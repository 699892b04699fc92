// ── Switch provisioning search ──
//
// Greedy scan over every switch model: the one needing the fewest units
// to wire and power all APs wins.

use std::cmp::Ordering;

use serde::{Deserialize, Serialize};
use tracing::debug;

use crate::constants::SizingConstants;
use crate::error::CoreError;
use crate::model::{ApModel, SwitchModel, total_ports};

/// Switch allocation for a set of APs.
#[derive(Debug, Clone, PartialEq, Serialize, Deserialize)]
pub struct SwitchPlan {
    pub switch: SwitchModel,
    pub switches_needed: u32,
    /// Slowest access-port speed the APs need, Gbps.
    pub required_port_speed_gbps: f64,
    /// AP cable runs to terminate (units × ports per AP).
    pub total_connections: u32,
    /// Connections one unit takes after the growth margin, bounded by ports
    /// and PoE budget.
    pub available_per_switch: u32,
    pub unused_ports: u32,
    pub unused_power_watts: f64,
}

/// Port speed the AP should be patched at.
///
/// The smallest tier strictly above `reference_gbps`, otherwise the fastest
/// tier the AP offers. `None` when the AP lists no speeds at all.
pub fn required_port_speed(ap: &ApModel, reference_gbps: f64) -> Option<f64> {
    let speeds = || ap.port_groups.iter().flat_map(|g| g.speeds_gbps.iter().copied());
    speeds()
        .filter(|s| *s > reference_gbps)
        .reduce(f64::min)
        .or_else(|| speeds().reduce(f64::max))
}

/// Connections one switch unit can take after the growth margin: the
/// lower of usable fast-enough ports and PoE slots. Zero means unusable.
#[allow(
    clippy::as_conversions,
    clippy::cast_possible_truncation,
    clippy::cast_sign_loss
)]
pub fn usable_slots(
    switch: &SwitchModel,
    constants: &SizingConstants,
    required_speed_gbps: f64,
    poe_draw_watts: f64,
) -> u32 {
    let effective_ports = switch.ports_supporting(required_speed_gbps);
    if effective_ports == 0 {
        return 0;
    }
    let port_slots = (f64::from(effective_ports) * constants.growth_margin).floor();
    let power_slots = (switch.poe_budget_watts * constants.growth_margin / poe_draw_watts).floor();
    port_slots.min(power_slots).max(0.0) as u32
}

struct Candidate<'a> {
    switch: &'a SwitchModel,
    available: u32,
    switches_needed: u32,
}

impl Candidate<'_> {
    /// Fewest units, then fewest nominal access ports, then smallest PoE
    /// budget. Equal candidates keep declaration order.
    fn rank(&self, other: &Self) -> Ordering {
        self.switches_needed
            .cmp(&other.switches_needed)
            .then_with(|| {
                self.switch
                    .access_port_count()
                    .cmp(&other.switch.access_port_count())
            })
            .then_with(|| {
                self.switch
                    .poe_budget_watts
                    .total_cmp(&other.switch.poe_budget_watts)
            })
    }
}

/// Pick the switch model and unit count for `ap_count` units of `ap`.
///
/// `Ok(None)` when no switch can take the APs at all; errors are reserved
/// for APs that cannot be provisioned in principle.
pub fn provision_switches(
    switches: &[SwitchModel],
    constants: &SizingConstants,
    ap_count: u32,
    ap: &ApModel,
) -> Result<Option<SwitchPlan>, CoreError> {
    if ap_count == 0 {
        return Err(CoreError::InvalidRequest {
            field: "ap_count".into(),
            reason: "must be at least 1".into(),
        });
    }
    let draw = ap.poe_draw_watts;
    if !(draw.is_finite() && draw > 0.0) {
        return Err(CoreError::InvalidPoeDraw {
            model_id: ap.model_id.clone(),
            watts: draw,
        });
    }
    let ports_per_ap = total_ports(&ap.port_groups);
    let required_speed = required_port_speed(ap, constants.reference_uplink_gbps)
        .filter(|_| ports_per_ap > 0)
        .ok_or_else(|| CoreError::MissingPorts {
            model_id: ap.model_id.clone(),
        })?;
    let total_connections = ap_count.checked_mul(ports_per_ap).ok_or_else(|| {
        CoreError::InvalidRequest {
            field: "ap_count".into(),
            reason: format!("is too large to wire ({ap_count} APs x {ports_per_ap} ports)"),
        }
    })?;

    let mut best: Option<Candidate<'_>> = None;
    for switch in switches {
        let available = usable_slots(switch, constants, required_speed, draw);
        if available == 0 {
            continue;
        }
        let candidate = Candidate {
            switch,
            available,
            switches_needed: total_connections.div_ceil(available),
        };
        if best
            .as_ref()
            .is_none_or(|b| candidate.rank(b) == Ordering::Less)
        {
            best = Some(candidate);
        }
    }

    let Some(best) = best else {
        debug!(
            ap = %ap.model_id,
            ap_count,
            required_speed,
            "no switch satisfies port and PoE constraints"
        );
        return Ok(None);
    };

    let switches_needed = best.switches_needed;
    let unused_ports = (best.available - total_connections % best.available) % best.available;
    let unused_power_watts = f64::from(switches_needed)
        * best.switch.poe_budget_watts
        * constants.growth_margin
        - f64::from(ap_count) * draw;

    debug!(
        switch = %best.switch.model_id,
        switches_needed,
        available = best.available,
        required_speed,
        "switch selected"
    );

    Ok(Some(SwitchPlan {
        switch: best.switch.clone(),
        switches_needed,
        required_port_speed_gbps: required_speed,
        total_connections,
        available_per_switch: best.available,
        unused_ports,
        unused_power_watts,
    }))
}

/// Unit count a single model would need; `None` when it cannot be used or
/// the connection count overflows.
pub fn switches_needed_for(
    switch: &SwitchModel,
    constants: &SizingConstants,
    ap_count: u32,
    ap: &ApModel,
) -> Option<u32> {
    let speed = required_port_speed(ap, constants.reference_uplink_gbps)?;
    let available = usable_slots(switch, constants, speed, ap.poe_draw_watts);
    if available == 0 {
        return None;
    }
    ap_count
        .checked_mul(total_ports(&ap.port_groups))
        .map(|connections| connections.div_ceil(available))
}

#[cfg(test)]
#[allow(clippy::unwrap_used)]
mod tests {
    use super::*;
    use crate::catalog::{Catalog, StaticCatalog};
    use crate::model::{BandCapacity, DocLinks, Generation, PortGroup};
    use crate::testing;

    fn ap(model_id: &str, ports: Vec<PortGroup>, draw: f64) -> ApModel {
        ApModel {
            generation: Generation::WiFi6,
            model_id: model_id.into(),
            wifi_standard: "802.11ax (Wi-Fi 6)".into(),
            spatial_streams: "2 x 2 : 2".into(),
            port_groups: ports,
            poe_type: "PoE+".into(),
            poe_draw_watts: draw,
            band_capacity_mbps: BandCapacity::default(),
            max_users: 40,
            sku: format!("{model_id}-HW"),
            license_options: Vec::new(),
            doc_links: DocLinks::default(),
            entry_level: false,
        }
    }

    fn gigabit_ap(draw: f64) -> ApModel {
        ap("GIG-AP", vec![PortGroup::new(1, &[1.0])], draw)
    }

    #[test]
    fn thirty_watt_aps_on_370w_budget() {
        let catalog = testing::switch_catalog();
        let constants = SizingConstants::default();
        let gigabit_only = &catalog.switch_models()[..2];

        let plan = provision_switches(gigabit_only, &constants, 10, &gigabit_ap(30.0))
            .unwrap()
            .unwrap();

        // floor(370 × 0.7 / 30) = 8 power slots, 16 usable ports
        assert_eq!(plan.available_per_switch, 8);
        assert_eq!(plan.switches_needed, 2);
        assert_eq!(plan.switch.model_id, "GIG-24-A");
        assert_eq!(plan.total_connections, 10);
        assert_eq!(plan.unused_ports, 6);
        assert!((plan.unused_power_watts - 218.0).abs() < 1e-9);
    }

    #[test]
    fn multigig_ap_needs_multigig_ports() {
        let catalog = testing::switch_catalog();
        let ap = ap("MG-AP", vec![PortGroup::new(1, &[1.0, 2.5])], 30.0);

        let plan = provision_switches(catalog.switch_models(), &SizingConstants::default(), 10, &ap)
            .unwrap()
            .unwrap();

        assert!((plan.required_port_speed_gbps - 2.5).abs() < f64::EPSILON);
        // MGIG-48 (8 slots) and MGIG-24 (5 slots) both need 2 units;
        // the smaller switch wins.
        assert_eq!(plan.switches_needed, 2);
        assert_eq!(plan.switch.model_id, "MGIG-24");
    }

    #[test]
    fn dual_port_aps_wire_both_ports() {
        let catalog = testing::switch_catalog();
        let ap = ap("DUAL", vec![PortGroup::new(2, &[1.0])], 15.0);
        let plan = provision_switches(catalog.switch_models(), &SizingConstants::default(), 6, &ap)
            .unwrap()
            .unwrap();
        assert_eq!(plan.total_connections, 12);
    }

    #[test]
    fn allocation_covers_ports_and_power() {
        let constants = SizingConstants::default();
        let catalog = StaticCatalog::builtin();
        for generation in [Generation::WiFi6, Generation::WiFi6E, Generation::WiFi7] {
            for ap in catalog.ap_models(generation) {
                for ap_count in [1, 3, 10, 37, 120] {
                    let plan = provision_switches(catalog.switch_models(), &constants, ap_count, ap)
                        .unwrap()
                        .unwrap();
                    let n = f64::from(plan.switches_needed);
                    assert!(plan.available_per_switch * plan.switches_needed >= plan.total_connections);
                    assert!(
                        n * plan.switch.poe_budget_watts * constants.growth_margin
                            >= f64::from(ap_count) * ap.poe_draw_watts
                    );
                    assert!(plan.unused_power_watts >= 0.0);

                    for other in catalog.switch_models() {
                        if let Some(needed) = switches_needed_for(other, &constants, ap_count, ap) {
                            assert!(
                                needed >= plan.switches_needed,
                                "{} needs {needed}, chosen {} needs {}",
                                other.model_id,
                                plan.switch.model_id,
                                plan.switches_needed
                            );
                        }
                    }
                }
            }
        }
    }

    #[test]
    fn equal_candidates_keep_declaration_order() {
        let catalog = testing::switch_catalog();
        let reversed: Vec<SwitchModel> = catalog.switch_models()[..2].iter().rev().cloned().collect();
        let plan = provision_switches(&reversed, &SizingConstants::default(), 4, &gigabit_ap(30.0))
            .unwrap()
            .unwrap();
        assert_eq!(plan.switch.model_id, "GIG-24-B");
    }

    #[test]
    fn largest_countable_deployment_keeps_port_arithmetic_in_range() {
        let catalog = testing::switch_catalog();
        let plan = provision_switches(
            catalog.switch_models(),
            &SizingConstants::default(),
            u32::MAX,
            &gigabit_ap(15.0),
        )
        .unwrap()
        .unwrap();
        assert_eq!(plan.total_connections, u32::MAX);
        assert!(plan.unused_ports < plan.available_per_switch);
        assert_eq!(
            u64::from(plan.available_per_switch) * u64::from(plan.switches_needed),
            u64::from(plan.total_connections) + u64::from(plan.unused_ports)
        );
    }

    #[test]
    fn connection_count_overflow_is_rejected() {
        let catalog = testing::switch_catalog();
        let dual = ap("DUAL", vec![PortGroup::new(2, &[1.0])], 15.0);
        let err =
            provision_switches(catalog.switch_models(), &SizingConstants::default(), u32::MAX, &dual)
                .unwrap_err();
        assert!(matches!(err, CoreError::InvalidRequest { ref field, .. } if field == "ap_count"));
        assert!(
            switches_needed_for(&catalog.switch_models()[0], &SizingConstants::default(), u32::MAX, &dual)
                .is_none()
        );
    }

    #[test]
    fn power_hungry_ap_has_no_solution() {
        let catalog = testing::switch_catalog();
        let result = provision_switches(
            catalog.switch_models(),
            &SizingConstants::default(),
            4,
            &gigabit_ap(1000.0),
        )
        .unwrap();
        assert!(result.is_none());
    }

    #[test]
    fn empty_switch_list_has_no_solution() {
        let result =
            provision_switches(&[], &SizingConstants::default(), 4, &gigabit_ap(15.0)).unwrap();
        assert!(result.is_none());
    }

    #[test]
    fn invalid_draw_is_a_precondition_error() {
        let catalog = testing::switch_catalog();
        let constants = SizingConstants::default();
        for draw in [0.0, -5.0, f64::NAN, f64::INFINITY] {
            let err = provision_switches(catalog.switch_models(), &constants, 4, &gigabit_ap(draw))
                .unwrap_err();
            assert!(matches!(err, CoreError::InvalidPoeDraw { .. }), "{draw}: {err:?}");
        }
    }

    #[test]
    fn missing_ports_is_a_precondition_error() {
        let catalog = testing::switch_catalog();
        let constants = SizingConstants::default();
        for ports in [vec![], vec![PortGroup::new(1, &[])], vec![PortGroup::new(0, &[1.0])]] {
            let err = provision_switches(catalog.switch_models(), &constants, 4, &ap("X", ports, 15.0))
                .unwrap_err();
            assert!(matches!(err, CoreError::MissingPorts { .. }));
        }
    }

    #[test]
    fn zero_aps_is_rejected() {
        let err = provision_switches(&[], &SizingConstants::default(), 0, &gigabit_ap(15.0))
            .unwrap_err();
        assert!(matches!(err, CoreError::InvalidRequest { .. }));
    }

    #[test]
    fn required_speed_prefers_smallest_tier_above_gigabit() {
        let multigig = ap("A", vec![PortGroup::new(1, &[1.0, 2.5, 5.0, 10.0])], 30.0);
        assert_eq!(required_port_speed(&multigig, 1.0), Some(2.5));
        assert_eq!(required_port_speed(&gigabit_ap(15.0), 1.0), Some(1.0));
        assert_eq!(required_port_speed(&ap("B", vec![], 15.0), 1.0), None);
    }
}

· · · · ·

Work to be completed:
In this listing, how many lines contain "return"? Give the number without explanation.

Completed task:
5